La povertà è figlia di un modello di ricchezza che ci ha logorato, condizionato, stressato, e condotto a vite perennemente votate all’affannosa ricerca del denaro, del benessere materiale per vivere, in modo individuale, o di singola famiglia, il sogno di una società ricca e sovrabbondante di consumi, quanto povera di relazioni umane, di vicinanza, di solidarietà attiva. Milano è città simbolo della ricchezza e della povertà. Assume su di sé i volti della contraddizione e del contrasto indecente, il lusso da una parte, i senza dimora lì accanto.

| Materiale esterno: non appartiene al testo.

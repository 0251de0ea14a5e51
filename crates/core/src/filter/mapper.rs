//! Translation of [`ConvertOptions`] into a [`FilterChain`].

use super::chain::{FilterChain, FilterKind, FilterStage, FrameAxis, ParamValue};
use crate::options::{ConvertOptions, RgbColor};

/// Near-black color keyed by the secondary pass.
const RESIDUE_COLOR: RgbColor = RgbColor {
    r: 0x0A,
    g: 0x0A,
    b: 0x0A,
};
const RESIDUE_SIMILARITY_BOOST: f64 = 0.05;
const RESIDUE_SIMILARITY_CAP: f64 = 0.95;
const RESIDUE_BLEND_FLOOR: f64 = 0.01;
const EDGE_BLEND_OPACITY: f64 = 0.3;
const SMOOTHING_SIGMA: f64 = 0.8;
/// All eight neighbours of the 3x3 kernel.
const MORPHOLOGY_NEIGHBOURS: i64 = 255;

/// Builds the filter chain for `options`.
///
/// Pure: equal options always produce an equal chain. Options are expected
/// to have passed [`ConvertOptions::validate`]. Coordinates are expressed
/// relative to the input frame, so the chain does not depend on the file.
pub fn build_filter_chain(options: &ConvertOptions) -> FilterChain {
    let similarity = f64::from(options.tolerance) / 100.0;
    let blend = options.feather / 10.0;

    let mut stages = Vec::new();
    if options.remove_watermark {
        stages.extend(watermark_mask(options));
    }

    if !options.edge_enhancement {
        stages.push(color_key(options.color, similarity, blend));
        return FilterChain::new(stages);
    }

    stages.push(
        FilterStage::new(FilterKind::Split)
            .param("outputs", ParamValue::int(2))
            .output("main")
            .output("edge"),
    );
    stages.push(
        FilterStage::new(FilterKind::EdgeDetect)
            .param("mode", ParamValue::text("canny"))
            .param("low", ParamValue::decimal(options.edge_threshold_low, 2))
            .param("high", ParamValue::decimal(options.edge_threshold_high, 2))
            .input("edge")
            .output("edges"),
    );
    stages.push(
        color_key(options.color, similarity, blend)
            .input("main")
            .output("keyed"),
    );

    let residue_similarity = (similarity + RESIDUE_SIMILARITY_BOOST).min(RESIDUE_SIMILARITY_CAP);
    let residue_blend = (blend * 0.5).max(RESIDUE_BLEND_FLOOR);
    let mut residue = FilterStage::new(FilterKind::ColorKey)
        .param("color", ParamValue::text(RESIDUE_COLOR.to_packed_hex()))
        .param("similarity", ParamValue::decimal(residue_similarity, 2))
        .param("blend", ParamValue::decimal(residue_blend, 4))
        .input("keyed");

    let iterations = options.morphology_iterations;
    let blend_input = if iterations == 0 {
        residue = residue.output("refined");
        stages.push(residue);
        "refined"
    } else {
        stages.push(residue);
        for _ in 0..iterations {
            stages.push(morphology(FilterKind::Erosion));
        }
        for i in 0..iterations {
            let mut stage = morphology(FilterKind::Dilation);
            if i + 1 == iterations {
                stage = stage.output("cleaned");
            }
            stages.push(stage);
        }
        "cleaned"
    };

    stages.push(
        FilterStage::new(FilterKind::Blend)
            .param("all_mode", ParamValue::text("multiply"))
            .param("all_opacity", ParamValue::decimal(EDGE_BLEND_OPACITY, 1))
            .input(blend_input)
            .input("edges")
            .output("enhanced"),
    );
    stages.push(
        FilterStage::new(FilterKind::GaussianBlur)
            .param("sigma", ParamValue::decimal(SMOOTHING_SIGMA, 1))
            .param("steps", ParamValue::int(1))
            .input("enhanced"),
    );

    FilterChain::new(stages)
}

fn color_key(color: RgbColor, similarity: f64, blend: f64) -> FilterStage {
    FilterStage::new(FilterKind::ColorKey)
        .param("color", ParamValue::text(color.to_packed_hex()))
        .param("similarity", ParamValue::decimal(similarity, 2))
        .param("blend", ParamValue::decimal(blend, 3))
}

fn morphology(kind: FilterKind) -> FilterStage {
    FilterStage::new(kind).param("coordinates", ParamValue::int(MORPHOLOGY_NEIGHBOURS))
}

/// Stages that clear the watermark region to full transparency.
///
/// `delogo` is only emitted when the region lies strictly inside the frame,
/// since it rejects areas touching the border; the transparent box alone
/// still clears the region in that case.
fn watermark_mask(options: &ConvertOptions) -> Vec<FilterStage> {
    let x = options.wm_x / 100.0;
    let y = options.wm_y / 100.0;
    let w = options.wm_w / 100.0;
    let h = options.wm_h / 100.0;

    let region = |stage: FilterStage| {
        stage
            .param("x", ParamValue::frame_fraction(FrameAxis::Width, x))
            .param("y", ParamValue::frame_fraction(FrameAxis::Height, y))
            .param("w", ParamValue::frame_fraction(FrameAxis::Width, w))
            .param("h", ParamValue::frame_fraction(FrameAxis::Height, h))
    };

    let mut stages = Vec::new();
    let inside = x > 0.0 && y > 0.0 && w > 0.0 && h > 0.0 && x + w < 1.0 && y + h < 1.0;
    if inside {
        stages.push(region(FilterStage::new(FilterKind::Delogo)).param("show", ParamValue::int(0)));
    }
    stages.push(FilterStage::new(FilterKind::Format).param("pix_fmts", ParamValue::text("rgba")));
    stages.push(
        region(FilterStage::new(FilterKind::DrawBox))
            .param("color", ParamValue::text("black@0"))
            .param("t", ParamValue::text("fill"))
            .param("replace", ParamValue::int(1)),
    );
    stages
}
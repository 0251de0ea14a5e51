//! Pool of worker loops sharing one queue.

use std::sync::atomic::{AtomicBool, AtomicU64, Ordering};
use std::sync::Arc;
use std::time::Duration;

use tokio::sync::{broadcast, Mutex};
use tokio::task::JoinHandle;
use tracing::{debug, info, warn};

use crate::config::LimitsConfig;
use crate::converter::Converter;
use crate::queue::TaskQueue;
use crate::storage::ObjectStore;
use crate::task::TaskStore;

use super::config::WorkerConfig;
use super::runner::ConversionWorker;
use super::types::{DeliveryOutcome, WorkerPoolStatus};

/// How long `stop` waits for in-flight deliveries.
const DRAIN_TIMEOUT: Duration = Duration::from_secs(30);

#[derive(Debug, Default)]
struct PoolStats {
    active: AtomicU64,
    processed: AtomicU64,
    succeeded: AtomicU64,
    failed: AtomicU64,
    retried: AtomicU64,
}

impl PoolStats {
    fn record(&self, outcome: &DeliveryOutcome) {
        self.processed.fetch_add(1, Ordering::Relaxed);
        let counter = match outcome {
            DeliveryOutcome::Succeeded { .. } => &self.succeeded,
            DeliveryOutcome::Failed { .. } => &self.failed,
            DeliveryOutcome::Retrying { .. } => &self.retried,
            DeliveryOutcome::Discarded => return,
        };
        counter.fetch_add(1, Ordering::Relaxed);
    }
}

/// Runs `concurrency` conversion workers until stopped.
pub struct WorkerPool {
    workers: Vec<Arc<ConversionWorker>>,
    queue: Arc<dyn TaskQueue>,
    running: Arc<AtomicBool>,
    stats: Arc<PoolStats>,
    shutdown_tx: broadcast::Sender<()>,
    handles: Mutex<Vec<JoinHandle<()>>>,
}

impl WorkerPool {
    pub fn new(
        config: WorkerConfig,
        limits: LimitsConfig,
        store: Arc<dyn TaskStore>,
        queue: Arc<dyn TaskQueue>,
        objects: Arc<dyn ObjectStore>,
        converter: Arc<dyn Converter>,
    ) -> Self {
        let (shutdown_tx, _) = broadcast::channel(1);
        // Lease owners carry a per-process prefix so a restarted pool never
        // matches the leases of its predecessor.
        let instance = uuid::Uuid::new_v4().simple().to_string();
        let instance = &instance[..8];

        let workers = (0..config.concurrency.max(1))
            .map(|n| {
                Arc::new(ConversionWorker::new(
                    format!("worker-{}-{}", instance, n),
                    config.clone(),
                    limits.clone(),
                    Arc::clone(&store),
                    Arc::clone(&queue),
                    Arc::clone(&objects),
                    Arc::clone(&converter),
                ))
            })
            .collect();

        Self {
            workers,
            queue,
            running: Arc::new(AtomicBool::new(false)),
            stats: Arc::new(PoolStats::default()),
            shutdown_tx,
            handles: Mutex::new(Vec::new()),
        }
    }

    /// Start the pool (spawns one loop per worker).
    pub async fn start(&self) {
        if self.running.swap(true, Ordering::SeqCst) {
            warn!("Worker pool already running");
            return;
        }

        info!(workers = self.workers.len(), "Starting worker pool");

        let mut handles = self.handles.lock().await;
        for worker in &self.workers {
            handles.push(self.spawn_worker_loop(Arc::clone(worker)));
        }
    }

    /// Stop the pool, letting in-flight deliveries finish.
    pub async fn stop(&self) {
        if !self.running.swap(false, Ordering::SeqCst) {
            warn!("Worker pool not running");
            return;
        }

        info!("Stopping worker pool");
        let _ = self.shutdown_tx.send(());

        let handles: Vec<_> = self.handles.lock().await.drain(..).collect();
        if tokio::time::timeout(DRAIN_TIMEOUT, futures::future::join_all(handles))
            .await
            .is_err()
        {
            warn!("Worker pool did not drain in time; leases will be swept");
        }

        info!("Worker pool stopped");
    }

    pub fn is_running(&self) -> bool {
        self.running.load(Ordering::Relaxed)
    }

    pub async fn status(&self) -> WorkerPoolStatus {
        WorkerPoolStatus {
            running: self.is_running(),
            workers: self.workers.len(),
            active: self.stats.active.load(Ordering::Relaxed),
            processed: self.stats.processed.load(Ordering::Relaxed),
            succeeded: self.stats.succeeded.load(Ordering::Relaxed),
            failed: self.stats.failed.load(Ordering::Relaxed),
            retried: self.stats.retried.load(Ordering::Relaxed),
            queued: self.queue.len().await,
        }
    }

    fn spawn_worker_loop(&self, worker: Arc<ConversionWorker>) -> JoinHandle<()> {
        let queue = Arc::clone(&self.queue);
        let stats = Arc::clone(&self.stats);
        let mut shutdown_rx = self.shutdown_tx.subscribe();

        tokio::spawn(async move {
            debug!(worker = %worker.id(), "Worker loop started");
            loop {
                tokio::select! {
                    _ = shutdown_rx.recv() => {
                        debug!(worker = %worker.id(), "Worker loop received shutdown signal");
                        break;
                    }
                    next = queue.dequeue() => {
                        let Some(task_id) = next else {
                            debug!(worker = %worker.id(), "Queue closed");
                            break;
                        };
                        stats.active.fetch_add(1, Ordering::Relaxed);
                        let outcome = worker.process_delivery(&task_id).await;
                        stats.active.fetch_sub(1, Ordering::Relaxed);
                        stats.record(&outcome);
                    }
                }
            }
            debug!(worker = %worker.id(), "Worker loop stopped");
        })
    }
}

#[cfg(test)]
mod tests {
    use super::*;
    use crate::filter::build_filter_chain;
    use crate::options::OptionDefaults;
    use crate::queue::MemoryTaskQueue;
    use crate::storage::LocalObjectStore;
    use crate::task::{NewUploadedFile, SqliteTaskStore, TaskStatus};
    use crate::testing::MockConverter;
    use tempfile::TempDir;

    #[tokio::test]
    async fn test_pool_processes_queued_tasks() {
        let dir = TempDir::new().unwrap();
        let store = Arc::new(SqliteTaskStore::in_memory().unwrap());
        let queue = Arc::new(MemoryTaskQueue::new());
        let objects = Arc::new(LocalObjectStore::new(dir.path().join("objects")));
        let converter = Arc::new(MockConverter::new());

        let raw = dir.path().join("upload.mp4");
        tokio::fs::write(&raw, b"raw").await.unwrap();
        let options = OptionDefaults::default().to_options().unwrap();
        let chain = build_filter_chain(&options);

        let mut task_ids = Vec::new();
        for n in 0..4 {
            let file_id = format!("f{}", n);
            let key = format!("raw/2024/01/01/{}.mp4", file_id);
            objects.put(&key, &raw).await.unwrap();
            store
                .register_file(NewUploadedFile {
                    id: file_id.clone(),
                    name: "a.mp4".to_string(),
                    size_bytes: 3,
                    duration_secs: 9.8,
                    storage_key: key,
                })
                .unwrap();
            let task = store.create(&file_id, &options, &chain).unwrap();
            queue.enqueue(&task.id).await.unwrap();
            task_ids.push(task.id);
        }

        let pool = WorkerPool::new(
            WorkerConfig::default()
                .with_concurrency(2)
                .with_work_dir(dir.path().join("work")),
            LimitsConfig::default(),
            store.clone(),
            queue.clone(),
            objects,
            converter.clone(),
        );
        pool.start().await;

        let deadline = tokio::time::Instant::now() + Duration::from_secs(5);
        while pool.status().await.succeeded < 4 {
            assert!(tokio::time::Instant::now() < deadline, "tasks did not finish");
            tokio::time::sleep(Duration::from_millis(20)).await;
        }

        let tasks = store.list(&task_ids).unwrap();
        assert!(tasks.iter().all(|t| t.status == TaskStatus::Success));
        let status = pool.status().await;
        assert!(status.running);
        assert_eq!(status.workers, 2);
        assert_eq!(status.failed, 0);

        pool.stop().await;
        assert!(!pool.status().await.running);
        assert_eq!(converter.conversion_count().await, 4);
    }

    #[tokio::test]
    async fn test_stop_without_start_is_noop() {
        let dir = TempDir::new().unwrap();
        let pool = WorkerPool::new(
            WorkerConfig::default(),
            LimitsConfig::default(),
            Arc::new(SqliteTaskStore::in_memory().unwrap()),
            Arc::new(MemoryTaskQueue::new()),
            Arc::new(LocalObjectStore::new(dir.path())),
            Arc::new(MockConverter::new()),
        );
        pool.stop().await;
        assert!(!pool.is_running());
    }
}
//! Task storage trait and errors.

use chrono::{DateTime, Utc};
use thiserror::Error;

use super::types::{NewUploadedFile, PurgeReport, Task, TaskMutation, TaskStatus, UploadedFile};
use crate::error::ErrorCode;
use crate::filter::FilterChain;
use crate::options::ConvertOptions;

/// Error type for task store operations.
#[derive(Debug, Error)]
pub enum TaskStoreError {
    /// Task not found (or past retention).
    #[error("Task not found: {0}")]
    NotFound(String),

    /// Uploaded file not found (or past retention).
    #[error("File not found: {0}")]
    FileNotFound(String),

    #[error("File {file_id} already has an active task: {task_id}")]
    ActiveTaskExists { file_id: String, task_id: String },

    #[error("Cannot {operation} task {task_id}: current status is {status}")]
    InvalidTransition {
        task_id: String,
        status: TaskStatus,
        operation: &'static str,
    },

    /// The lease belongs to another holder.
    #[error("Task {task_id} is leased by another worker")]
    LeaseHeld { task_id: String },

    #[error("Database error: {0}")]
    Database(String),
}

impl TaskStoreError {
    pub fn code(&self) -> ErrorCode {
        match self {
            Self::NotFound(_) | Self::FileNotFound(_) => ErrorCode::NotFound,
            Self::ActiveTaskExists { .. } => ErrorCode::InvalidRequest,
            Self::InvalidTransition { .. } | Self::LeaseHeld { .. } => ErrorCode::InternalError,
            Self::Database(_) => ErrorCode::StorageError,
        }
    }
}

/// Durable task and upload records, shared by the request side and workers.
///
/// Every method is atomic: callers never observe a partially applied change.
pub trait TaskStore: Send + Sync {
    /// Register an upload.
    fn register_file(&self, file: NewUploadedFile) -> Result<UploadedFile, TaskStoreError>;

    /// Get an upload by ID. Expired uploads are reported as absent.
    fn get_file(&self, file_id: &str) -> Result<Option<UploadedFile>, TaskStoreError>;

    /// Create a PENDING task for a file.
    ///
    /// Fails with `FileNotFound` for unknown or expired files and with
    /// `ActiveTaskExists` while the file has a non-terminal task.
    fn create(
        &self,
        file_id: &str,
        options: &ConvertOptions,
        filter_chain: &FilterChain,
    ) -> Result<Task, TaskStoreError>;

    /// Creates one task per file, all or nothing.
    fn create_batch(
        &self,
        file_ids: &[String],
        options: &ConvertOptions,
        filter_chain: &FilterChain,
    ) -> Result<Vec<Task>, TaskStoreError>;

    /// Get a task by ID; `NotFound` when absent or expired.
    fn get(&self, task_id: &str) -> Result<Task, TaskStoreError>;

    /// Apply a mutation atomically and return the updated task.
    fn update(&self, task_id: &str, mutation: TaskMutation) -> Result<Task, TaskStoreError>;

    /// Get several tasks, in request order. Unknown IDs are skipped.
    fn list(&self, task_ids: &[String]) -> Result<Vec<Task>, TaskStoreError>;

    /// Tasks in `status`, oldest first.
    fn list_by_status(&self, status: TaskStatus, limit: usize) -> Result<Vec<Task>, TaskStoreError>;

    /// RUNNING tasks whose lease deadline is at or before `now`.
    fn list_expired_leases(&self, now: DateTime<Utc>) -> Result<Vec<Task>, TaskStoreError>;

    /// Delete uploads registered before `cutoff` together with their tasks.
    fn purge_expired(&self, cutoff: DateTime<Utc>) -> Result<PurgeReport, TaskStoreError>;
}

Le code alla mensa dei poveri, la ricerca di un sussidio, di un lavoro, la guerra tra poveri, nel vero senso della parola, con gli ultimi che hanno paura di quelli ancora più ultimi, che magari vengono da un paese lontano e speravano di trovare qui la soluzione dei loro problemi di miseria, e invece incontrano una miseria diversa, e si adattano alle nostre strade, ai nostri anfratti, alle rovine urbane, in centro e in periferia, diventando invisibili e grigi come le pietre consumate dall’umidità e dall’inquinamento.

La povertà assume i volti di persone giovani, si insinua assieme alla disabilità, all’invecchiamento, alla perdita di senso e di dignità. La povertà costringe a una umiltà che non conosciamo più da tempo. Il campanello del vicino che non vogliamo suonare per vergogna, quando una volta era normale dividere quel che si aveva, perché tanto la fortuna, si sa, gira veloce e spesso cambia direzione. Oggi la persona povera si sente in colpa, e comunque viene vissuta come colpevole della propria situazione. Il che contrasta con qualsiasi dato scientifico e sociologico, ma è sufficiente per entrare come pregiudizio nelle teste di chi, ostinatamente, crede di meritarsi un po’ di ricchezza in più, un benessere fragile ma colorato e divertente.

La povertà è perdita di speranza, di senso, di libertà di scelta. La povertà è la sconfitta di un Paese che ha saputo pure costruire un sistema di welfare vero, importante, pieno di buone leggi, ma con troppa burocrazia e compartimenti stagni. La povertà però si può vincere solo se ci crediamo tutti, e tutti insieme facciamo la nostra parte, senza presunzione, senza arroganza. Imparando da chi può indicarci la strada, prendendo le decisioni giuste, investendo adesso i soldi che servono, ma soprattutto creando una nuova comunità di cittadini. Milano può ancora indicare la strada, come tante volte in passato. Se non vinciamo la sfida della povertà, quale senso potrebbero avere gli altri traguardi, le altre frontiere? Quale significato potrebbe avere una metropoli delle eccellenze? O il successo di Expo?

Ecco domani  credo che starò ad ascoltare. Non ho la verità a portata di mano. Ma cercherò di capire.